Nitric oxide synthase phosphorylation in fetoplacental endothelium is enhanced by agonism of Piezo1 mechanosensor in small for gestational age babies.

Lay summary: Friction caused by blood flowing across cells that line blood vessels (endothelial cells) activates sensors of mechanical force. This produces nitric oxide (NO) which widens placental blood vessels, enabling more blood flow to the baby. This study sought to determine whether the mechanical sensor, Piezo1, is important for NO production in fetoplacental endothelial cells (FpECs) and whether the steps in this pathway are different in small for gestational age (SGA) babies, where placental blood flow is often altered. We showed that in healthy FpECs, blood flow increased NO signalling. We suggest that in SGA babies, FpECs have an increase in baseline levels of NO signalling, suggestive of a compensatory drive. Treating healthy and SGA cells with a Piezo1 chemical activator, Yoda1, upregulated NO signalling. This shows that Piezo1 is linked to NO and that in SGA, FpECs have the capacity to further increase NO. Further research will establish whether Piezo1 enhancement leads to increased blood flow in the placenta. If so, Piezo1 could be a new target for developing treatments to prevent poor growth of babies in the womb.

Placental blood flow sensing and regulation in fetal growth restriction.

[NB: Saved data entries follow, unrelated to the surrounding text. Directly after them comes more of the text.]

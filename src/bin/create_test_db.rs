use std::error::Error;
use std::path::Path;
use std::process::exit;

use clap::Parser;
use rusqlite::Connection;
use rust_decimal::Decimal;
use time::{Duration, OffsetDateTime};

use fluxo_rs::{
    EntryKind, Name, NewCard, NewCategory, NewEntry, NewJar, NewSupplier, PaymentMethod,
    StatementLine, TaxId, apply_entry_create, create_card, create_category, create_jar,
    create_supplier, initialize_db, transfer_to_jar,
};

/// A utility for creating a test database for the web server of fluxo_rs.
#[derive(Parser, Debug)]
#[command(version, about, long_about = None)]
struct Args {
    /// File path to save the SQLite database to.
    #[arg(long, short)]
    output_path: String,
}

/// Create and populate a database for manual testing.
fn main() -> Result<(), Box<dyn Error>> {
    let args = Args::parse();

    let output_path = Path::new(&args.output_path);

    match output_path.extension() {
        None => {
            eprintln!("Output path must include a file extension (e.g., 'my_database.db').");
            exit(1);
        }
        Some(extension) if extension.is_empty() => {
            eprintln!("Output path must include a file extension (e.g., 'my_database.db').");
            exit(1);
        }
        _ => {}
    }

    if output_path.is_file() {
        eprintln!("File already exists at {output_path:#?}!");
        exit(1);
    }

    println!("Creating database at {output_path:#?}");
    let mut conn = Connection::open(output_path)?;

    initialize_db(&conn)?;

    println!("Creating categories...");
    let category = |name: &str, statement_line: StatementLine| NewCategory {
        name: Name::new_unchecked(name),
        description: String::new(),
        parent_id: None,
        statement_line: Some(statement_line),
    };
    let sales = create_category(category("Sales", StatementLine::Revenue), &conn)?;
    let ingredients = create_category(
        category("Ingredients", StatementLine::CostOfSales),
        &conn,
    )?;
    let utilities = create_category(
        category("Utilities", StatementLine::OperatingExpense),
        &conn,
    )?;
    let wages = create_category(
        category("Wages", StatementLine::AdministrativeExpense),
        &conn,
    )?;
    let bank_fees = create_category(
        category("Bank fees", StatementLine::FinancialExpense),
        &conn,
    )?;

    println!("Creating suppliers...");
    let mill = create_supplier(
        NewSupplier {
            name: Name::new_unchecked("Moinho Central"),
            tax_id: Some(TaxId::new("12345678000190")?),
            contact: "vendas@moinho.example".to_owned(),
        },
        &conn,
    )?;
    let power = create_supplier(
        NewSupplier {
            name: Name::new_unchecked("Companhia de Energia"),
            tax_id: None,
            contact: String::new(),
        },
        &conn,
    )?;

    println!("Creating credit card...");
    let card = create_card(
        NewCard {
            name: Name::new_unchecked("Company Visa"),
            total_limit: Decimal::new(5000, 0),
            closing_day: 5,
            due_day: 12,
            is_active: true,
            notes: String::new(),
        },
        &conn,
    )?;

    println!("Creating savings jars...");
    let reserve = create_jar(
        NewJar {
            name: Name::new_unchecked("Emergency reserve"),
            purpose: "Three months of fixed costs".to_owned(),
            target: Decimal::new(10_000, 0),
        },
        &conn,
    )?;
    create_jar(
        NewJar {
            name: Name::new_unchecked("New oven"),
            purpose: String::new(),
            target: Decimal::new(4500, 0),
        },
        &conn,
    )?;

    println!("Creating entries...");
    let today = OffsetDateTime::now_utc().date();
    // Amounts are given in cents.
    let entry = |description: &str, kind: EntryKind, cents: i64, days_ago: i64| {
        NewEntry::new(
            description,
            kind,
            Decimal::new(cents, 2),
            today - Duration::days(days_ago),
        )
    };

    for week in 0..8 {
        let offset = week * 7;
        let entries = [
            entry("Daily sales", EntryKind::Inflow, 185_000, offset)
                .payment_method(PaymentMethod::InstantTransfer)
                .category(sales.id),
            entry("Counter sales", EntryKind::Inflow, 62_050, offset + 1)
                .payment_method(PaymentMethod::Cash)
                .category(sales.id),
            entry("Flour and sugar", EntryKind::Outflow, 41_990, offset + 2)
                .card(card.id)
                .category(ingredients.id)
                .supplier(mill.id),
            entry("Staff wages", EntryKind::Outflow, 90_000, offset + 3)
                .payment_method(PaymentMethod::InstantTransfer)
                .category(wages.id),
        ];

        for new_entry in entries {
            apply_entry_create(&new_entry, &mut conn)?;
        }
    }

    let entries = [
        entry("Electricity", EntryKind::Outflow, 38_745, 10)
            .payment_method(PaymentMethod::DebitCard)
            .category(utilities.id)
            .supplier(power.id),
        entry("Card machine fees", EntryKind::Outflow, 4_320, 12)
            .payment_method(PaymentMethod::InstantTransfer)
            .category(bank_fees.id),
        entry("Neighbour's order", EntryKind::Inflow, 12_000, 4)
            .payment_method(PaymentMethod::Tab)
            .category(sales.id),
    ];

    for new_entry in entries {
        apply_entry_create(&new_entry, &mut conn)?;
    }

    transfer_to_jar(reserve.id, Decimal::new(1500, 0), today, &mut conn)?;

    println!("Success!");

    Ok(())
}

The mechanical force of blood flow is a fundamental determinant of vascular homeostasis. This frictional stimulation of cells, fluid shear stress (FSS), is increasingly recognised as being essential to placental development and function. Here, we focus on the role of FSS in regulating fetoplacental circulatory flow, both in normal pregnancy and that affected by fetal growth restriction (FGR). The fetus is reliant on placental perfusion to meet its circulatory and metabolic demands. Failure of normal vascular adaptation and the mechanisms enabling responsive interaction between fetoplacental and maternal circulations can result in FGR. FSS generates vasodilatation at least partly through the release of endothelial nitric oxide, a process thought to be vital for adequate blood flow. Where FGR is caused by placental dysfunction, placental vascular anatomy is altered, alongside endothelial dysfunction and hypoxia, each impacting upon the complex balance of FSS forces. Identifying specific mechanical sensors and the mechanisms governing how FSS force is converted into biochemical signals is a fast-paced area of research. Here, we raise awareness of Piezo1 proteins, recently discovered to be FSS-sensitive in fetoplacental endothelium, and with emerging roles in NO generation, vascular tone and angiogenesis. We discuss the emerging concept that activating mechanosensors such as Piezo1 ultimately results in the orchestrated processes of placental vascular adaptation. Piecing together the mechanisms governing endothelial responses to FSS in placental insufficiency is an important step towards developing new treatments for FGR.